New app in development aims to stop opioid relapses before they happen
Researchers at the University of Wisconsin—Madison have received a $3.42 million grant from the National Institutes of Health (NIH) to develop a mobile phone-based app to prevent opioid relapse among those trying to recover.
The project builds on the prior work that Dhavan Shah, Louis A. & Mary E. Maier-Bascom Professor in UW-Madison’s School of Journalism and Mass Communication, and John Curtin, Professor and Director of Clinical Training in Department of Psychology, have done detecting and predicting relapse.
The broad goals of this project are to develop and deliver models to forecast the day-by-day probability of opioid and other drug use among people trying to abstain from drugs while in recovery. This lapse risk prediction model will be generated using the Addiction-Comprehensive Health Enhancement Support System (A-CHESS) mobile app, a tool developed by researchers in the UW’s Center for Health Enhancement System Studies.
The study will focus on about 500 participants who are abstaining from drug use while in recovery. The study will follow 12 months of their recovery, with observations occurring as early as one week post-abstinence and as late as 18 months post-abstinence across participants in the sample.
“Relapse can happen early in recovery for alcohol and substance use disorders, but it can also happen months, and even years, after someone quits,” Curtin says. “One of the biggest challenges that people with alcohol and substance use disorders have is to continually monitor their recovery and look out for risks for relapse, essentially for the rest of their lives.”

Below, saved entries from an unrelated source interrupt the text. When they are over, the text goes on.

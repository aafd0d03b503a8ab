use axum::{
    http::StatusCode,
    response::{Html, IntoResponse, Response},
};
use ndarray::ShapeError;
use thiserror::Error;

use crate::server::{pages, types::ResultView};

/// Failure to bring the model artifact into memory.
#[derive(Error, Debug)]
pub enum LoadError {
    #[error("Model not found at path: {0}")]
    ModelNotFound(String),

    #[error("Unsupported model format: {0} (expected .onnx or .json)")]
    UnsupportedFormat(String),

    #[error("I/O error: {0}")]
    Io(#[from] std::io::Error),

    #[error("ONNX Runtime error: {0}")]
    OrtError(#[from] ort::Error),

    #[error("Malformed model document: {0}")]
    Json(#[from] serde_json::Error),

    #[error("Invalid model artifact: {0}")]
    InvalidArtifact(String),
}

/// A submitted form field that can't be turned into a feature value.
#[derive(Error, Debug, Clone, PartialEq)]
pub enum ValidationError {
    #[error("missing field '{field}'")]
    MissingField { field: &'static str },

    #[error("could not convert '{value}' to a number for field '{field}'")]
    NotNumeric { field: &'static str, value: String },
}

impl ValidationError {
    pub fn field(&self) -> &'static str {
        match self {
            ValidationError::MissingField { field } | ValidationError::NotNumeric { field, .. } => {
                *field
            }
        }
    }
}

/// The underlying model call failed.
#[derive(Error, Debug)]
pub enum InferenceError {
    #[error("ONNX Runtime error: {0}")]
    OrtError(#[from] ort::Error),

    #[error("Shape error: {0}")]
    ShapeError(#[from] ShapeError),

    #[error("Input X contains NaN, infinity or a value too large for the model at '{field}'")]
    NonFiniteInput { field: &'static str },

    #[error("Unexpected model output: {0}")]
    UnexpectedOutput(String),

    #[error("Model does not provide class probabilities")]
    ProbabilityUnsupported,

    #[error("Model session lock poisoned")]
    Poisoned,

    #[error("Inference task failed: {0}")]
    TaskFailed(String),
}

/// Everything that can stop `/result` from producing an assessment.
#[derive(Error, Debug)]
pub enum PredictionError {
    #[error("Model not loaded. Please upload the model artifact ({0})")]
    ModelUnavailable(String),

    #[error("Error during prediction: {0}")]
    Validation(#[from] ValidationError),

    #[error("Error during prediction: {0}")]
    Inference(#[from] InferenceError),
}

impl PredictionError {
    /// Short tag used as a metrics label.
    pub fn kind(&self) -> &'static str {
        match self {
            PredictionError::ModelUnavailable(_) => "model_unavailable",
            PredictionError::Validation(_) => "validation",
            PredictionError::Inference(_) => "inference",
        }
    }

    /// The form field at fault, when there is one.
    pub fn field(&self) -> Option<&'static str> {
        match self {
            PredictionError::Validation(e) => Some(e.field()),
            PredictionError::Inference(InferenceError::NonFiniteInput { field }) => Some(*field),
            _ => None,
        }
    }
}

impl IntoResponse for PredictionError {
    // Errors are shown on the result page; the status stays 200.
    fn into_response(self) -> Response {
        let view = ResultView::from_error(&self);
        (StatusCode::OK, Html(pages::result_page(&view))).into_response()
    }
}
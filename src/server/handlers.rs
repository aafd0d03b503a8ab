use axum::{
    extract::{rejection::FormRejection, State},
    http::{header, HeaderMap},
    response::{Html, IntoResponse, Response},
    Form, Json,
};
use std::sync::Arc;

use crate::error::{InferenceError, PredictionError};
use crate::features::{FeatureVector, FormFields};
use crate::inference::{self, Assessment};
use crate::server::{pages, types::*};

pub async fn health_check() -> &'static str {
    "OK"
}

pub async fn index() -> Html<String> {
    Html(pages::index_page())
}

pub async fn predict_form() -> Html<String> {
    Html(pages::predict_page())
}

pub async fn metrics_export(State(state): State<Arc<AppState>>) -> String {
    state.metrics.render()
}

/// Parses the form and runs the model off the async runtime.
pub async fn predict(
    state: &AppState,
    form: FormFields,
) -> Result<Assessment, PredictionError> {
    let model = state
        .model
        .clone()
        .ok_or_else(|| PredictionError::ModelUnavailable(state.model_path.clone()))?;
    let features = FeatureVector::from_form(&form)?;

    let assessment = tokio::task::spawn_blocking(move || inference::assess(&model, &features))
        .await
        .map_err(|e| InferenceError::TaskFailed(e.to_string()))??;
    Ok(assessment)
}

fn wants_json(headers: &HeaderMap) -> bool {
    headers
        .get(header::ACCEPT)
        .and_then(|v| v.to_str().ok())
        .is_some_and(|accept| accept.contains("application/json"))
}

pub async fn result(
    State(state): State<Arc<AppState>>,
    headers: HeaderMap,
    form: Result<Form<FormFields>, FormRejection>,
) -> Response {
    // A body that isn't urlencoded counts as a form with no fields, so the
    // user still gets a result page naming the first missing input.
    let form = match form {
        Ok(Form(fields)) => fields,
        Err(rejection) => {
            tracing::debug!(error = %rejection, "form body rejected, treating as empty");
            FormFields::new()
        }
    };
    let outcome = predict(&state, form).await;

    match &outcome {
        Ok(assessment) => {
            metrics::counter!("predictions_total", "label" => assessment.label).increment(1);
            tracing::info!(
                prediction = assessment.prediction,
                probability = %assessment.probability,
                "prediction served"
            );
        }
        Err(error) => {
            metrics::counter!("prediction_errors_total", "kind" => error.kind()).increment(1);
            tracing::warn!(error = %error, field = error.field(), "prediction failed");
        }
    }

    if wants_json(&headers) {
        return Json(ResultView::from(&outcome)).into_response();
    }
    match outcome {
        Ok(assessment) => {
            Html(pages::result_page(&ResultView::from_assessment(&assessment))).into_response()
        }
        Err(error) => error.into_response(),
    }
}
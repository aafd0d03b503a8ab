//! Linear classifiers stored as a JSON document of fitted parameters.
//!
//! ```json
//! {
//!   "estimator": "logistic_regression",
//!   "features": ["male", "age", ...],
//!   "coefficients": [0.55, 0.065, ...],
//!   "intercept": -8.6,
//!   "scaler": { "mean": [...], "scale": [...] }
//! }
//! ```

use serde::Deserialize;

use crate::error::{InferenceError, LoadError};
use crate::features::{feature_names, FeatureVector, FEATURES, FEATURE_COUNT};
use crate::model::RiskModel;

#[derive(Deserialize, Debug, Clone, Copy, PartialEq, Eq)]
#[serde(rename_all = "snake_case")]
pub enum Estimator {
    LogisticRegression,
    /// Margin only, no probability output.
    LinearSvc,
}

#[derive(Deserialize, Debug, Clone)]
pub struct StandardScaler {
    pub mean: Vec<f64>,
    pub scale: Vec<f64>,
}

#[derive(Deserialize, Debug, Clone)]
pub struct LinearModelDocument {
    pub estimator: Estimator,
    pub features: Vec<String>,
    pub coefficients: Vec<f64>,
    pub intercept: f64,
    #[serde(default)]
    pub scaler: Option<StandardScaler>,
}

#[derive(Debug, Clone)]
pub struct LinearModel {
    estimator: Estimator,
    coefficients: [f64; FEATURE_COUNT],
    intercept: f64,
    mean: [f64; FEATURE_COUNT],
    scale: [f64; FEATURE_COUNT],
}

impl LinearModel {
    pub fn from_json(content: &str) -> Result<Self, LoadError> {
        let document: LinearModelDocument = serde_json::from_str(content)?;
        Self::from_document(document)
    }

    pub fn from_document(document: LinearModelDocument) -> Result<Self, LoadError> {
        let expected: Vec<&str> = feature_names().collect();
        if document.features != expected {
            return Err(LoadError::InvalidArtifact(format!(
                "feature order {:?} does not match {:?}",
                document.features, expected
            )));
        }

        let coefficients = fixed_width("coefficients", &document.coefficients)?;
        let (mean, scale) = match &document.scaler {
            Some(scaler) => (
                fixed_width("scaler.mean", &scaler.mean)?,
                fixed_width("scaler.scale", &scaler.scale)?,
            ),
            None => ([0.0; FEATURE_COUNT], [1.0; FEATURE_COUNT]),
        };

        if let Some(i) = scale.iter().position(|&s| s == 0.0) {
            return Err(LoadError::InvalidArtifact(format!(
                "scaler.scale is zero for '{}'",
                FEATURES[i].name
            )));
        }
        let all_finite = coefficients
            .iter()
            .chain(mean.iter())
            .chain(scale.iter())
            .all(|v| v.is_finite());
        if !all_finite || !document.intercept.is_finite() {
            return Err(LoadError::InvalidArtifact(
                "parameters must be finite numbers".to_string(),
            ));
        }

        Ok(Self {
            estimator: document.estimator,
            coefficients,
            intercept: document.intercept,
            mean,
            scale,
        })
    }

    /// Signed distance from the separating hyperplane.
    pub fn decision_function(&self, features: &FeatureVector) -> f64 {
        features
            .values()
            .iter()
            .zip(self.coefficients.iter())
            .zip(self.mean.iter().zip(self.scale.iter()))
            .fold(self.intercept, |z, ((&x, &w), (&m, &s))| {
                z + w * (x - m) / s
            })
    }
}

fn fixed_width(what: &str, values: &[f64]) -> Result<[f64; FEATURE_COUNT], LoadError> {
    values.try_into().map_err(|_| {
        LoadError::InvalidArtifact(format!(
            "{} has {} values, expected {}",
            what,
            values.len(),
            FEATURE_COUNT
        ))
    })
}

fn sigmoid(z: f64) -> f64 {
    1.0 / (1.0 + (-z).exp())
}

impl RiskModel for LinearModel {
    fn classify(&self, features: &FeatureVector) -> Result<i64, InferenceError> {
        features.ensure_finite()?;
        let z = self.decision_function(features);
        if z.is_nan() {
            return Err(InferenceError::UnexpectedOutput(
                "decision function is NaN".to_string(),
            ));
        }
        Ok(i64::from(z > 0.0))
    }

    fn supports_probability(&self) -> bool {
        self.estimator == Estimator::LogisticRegression
    }

    fn positive_probability(&self, features: &FeatureVector) -> Result<f64, InferenceError> {
        match self.estimator {
            Estimator::LogisticRegression => {
                features.ensure_finite()?;
                Ok(sigmoid(self.decision_function(features)))
            }
            Estimator::LinearSvc => Err(InferenceError::ProbabilityUnsupported),
        }
    }

    fn kind(&self) -> &'static str {
        match self.estimator {
            Estimator::LogisticRegression => "logistic_regression",
            Estimator::LinearSvc => "linear_svc",
        }
    }
}

#[cfg(test)]
pub(crate) mod tests {
    use super::*;
    use serde_json::json;

    const NAMES: [&str; FEATURE_COUNT] = [
        "male",
        "age",
        "currentSmoker",
        "cigsPerDay",
        "BPMeds",
        "prevalentStroke",
        "prevalentHyp",
        "diabetes",
        "totChol",
        "sysBP",
        "diaBP",
        "BMI",
        "heartRate",
        "glucose",
    ];

    /// Only `age` matters: positive above 50 years.
    pub(crate) fn age_only_document(estimator: &str) -> serde_json::Value {
        let mut coefficients = vec![0.0; FEATURE_COUNT];
        coefficients[1] = 1.0;
        json!({
            "estimator": estimator,
            "features": NAMES,
            "coefficients": coefficients,
            "intercept": -50.0,
        })
    }

    fn with_age(age: f64) -> FeatureVector {
        let mut values = [0.0; FEATURE_COUNT];
        values[1] = age;
        FeatureVector::new(values)
    }

    #[test]
    fn test_logistic_classify_and_probability() {
        let model = LinearModel::from_json(&age_only_document("logistic_regression").to_string())
            .unwrap();
        assert!(model.supports_probability());

        assert_eq!(model.classify(&with_age(55.0)).unwrap(), 1);
        let p = model.positive_probability(&with_age(55.0)).unwrap();
        assert!((p - 0.993_307_149).abs() < 1e-6);

        assert_eq!(model.classify(&with_age(40.0)).unwrap(), 0);
        assert!(model.positive_probability(&with_age(40.0)).unwrap() < 0.001);
    }

    #[test]
    fn test_boundary_is_negative_class() {
        let model = LinearModel::from_json(&age_only_document("logistic_regression").to_string())
            .unwrap();
        assert_eq!(model.classify(&with_age(50.0)).unwrap(), 0);
        assert_eq!(model.positive_probability(&with_age(50.0)).unwrap(), 0.5);
    }

    #[test]
    fn test_linear_svc_has_no_probability() {
        let model = LinearModel::from_json(&age_only_document("linear_svc").to_string()).unwrap();
        assert!(!model.supports_probability());
        assert_eq!(model.classify(&with_age(60.0)).unwrap(), 1);
        assert!(matches!(
            model.positive_probability(&with_age(60.0)),
            Err(InferenceError::ProbabilityUnsupported)
        ));
    }

    #[test]
    fn test_scaler_is_applied() {
        let mut document = age_only_document("logistic_regression");
        document["intercept"] = json!(0.0);
        document["scaler"] = json!({
            "mean": vec![50.0; FEATURE_COUNT],
            "scale": vec![10.0; FEATURE_COUNT],
        });
        let model = LinearModel::from_json(&document.to_string()).unwrap();
        assert!((model.decision_function(&with_age(70.0)) - 2.0).abs() < 1e-12);
    }

    #[test]
    fn test_nan_input_is_inference_error() {
        let model = LinearModel::from_json(&age_only_document("logistic_regression").to_string())
            .unwrap();
        assert!(matches!(
            model.classify(&with_age(f64::NAN)),
            Err(InferenceError::NonFiniteInput { field: "age" })
        ));
    }

    #[test]
    fn test_infinite_input_is_inference_error() {
        let model = LinearModel::from_json(&age_only_document("logistic_regression").to_string())
            .unwrap();
        let mut values = [0.0; FEATURE_COUNT];
        values[1] = 55.0;
        values[13] = f64::INFINITY;
        let vector = FeatureVector::new(values);

        assert!(matches!(
            model.classify(&vector),
            Err(InferenceError::NonFiniteInput { field: "glucose" })
        ));
        assert!(matches!(
            model.positive_probability(&vector),
            Err(InferenceError::NonFiniteInput { field: "glucose" })
        ));
    }

    #[test]
    fn test_rejects_wrong_feature_order() {
        let mut document = age_only_document("logistic_regression");
        document["features"][0] = json!("age");
        document["features"][1] = json!("male");
        assert!(matches!(
            LinearModel::from_json(&document.to_string()),
            Err(LoadError::InvalidArtifact(_))
        ));
    }

    #[test]
    fn test_rejects_wrong_coefficient_count() {
        let mut document = age_only_document("logistic_regression");
        document["coefficients"] = json!([1.0, 2.0]);
        let err = LinearModel::from_json(&document.to_string()).unwrap_err();
        assert!(err.to_string().contains("coefficients has 2 values"));
    }

    #[test]
    fn test_rejects_zero_scale() {
        let mut document = age_only_document("logistic_regression");
        let mut scale = vec![1.0; FEATURE_COUNT];
        scale[11] = 0.0;
        document["scaler"] = json!({ "mean": vec![0.0; FEATURE_COUNT], "scale": scale });
        let err = LinearModel::from_json(&document.to_string()).unwrap_err();
        assert!(err.to_string().contains("BMI"));
    }

    #[test]
    fn test_rejects_unknown_estimator() {
        let document = age_only_document("random_forest");
        assert!(matches!(
            LinearModel::from_json(&document.to_string()),
            Err(LoadError::Json(_))
        ));
    }
}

While relapse often seems to come out of the blue from the perspective of the participant, Shah says, hindsight often yields indicators that the individual was a risk. The clues can come from what they post, who they talk with, and the places they frequent.
“Over the past five years, we have been working to use emerging mobile sensing capabilities from smartphones and wearable sensors to build models that can predict, in real time, the likelihood that someone will lapse back to drug use,” Shah says. Working with his students, he recently published two articles predicting the risk of relapse based solely on the language that participants used while engaging with the A-CHESS system.
Curtin’s lab is about to complete another NIH funded project that has followed people with alcohol use disorder for the first 3 months of their sobriety and can already predict with better than 80 percent accuracy whether they will use alcohol on any given day. Using cell phone communications, including voice calls and texts, and GPS data to establish locations where individuals have used alcohol in the past, the researchers can monitor signals about the integrity of an individual’s recovery and abstinence.
“More importantly, we can do this passively using primarily information that is gathered automatically by their mobile phone use with almost no burden placed on the individual,” Curtin says.
This relapse risk signal can then be provided to the person to guide them to seek further support from friends, treatment providers or an mHealth app like A-CHESS that can provide “just-in-time” interventions in moments of high risk.
The current project extends Shah and Curtin’s work from alcohol use disorder to opioid use disorder. It will also focus on recruiting a nationally representative sample, including participants pursuing recovery with Wisconsin’s Aurora Health Care, which has signed on as a partner.
“This will be important because the signals that predict relapse back to opioid use are likely different for someone who lives in an urban versus suburban versus rural part of the country,” Shah says.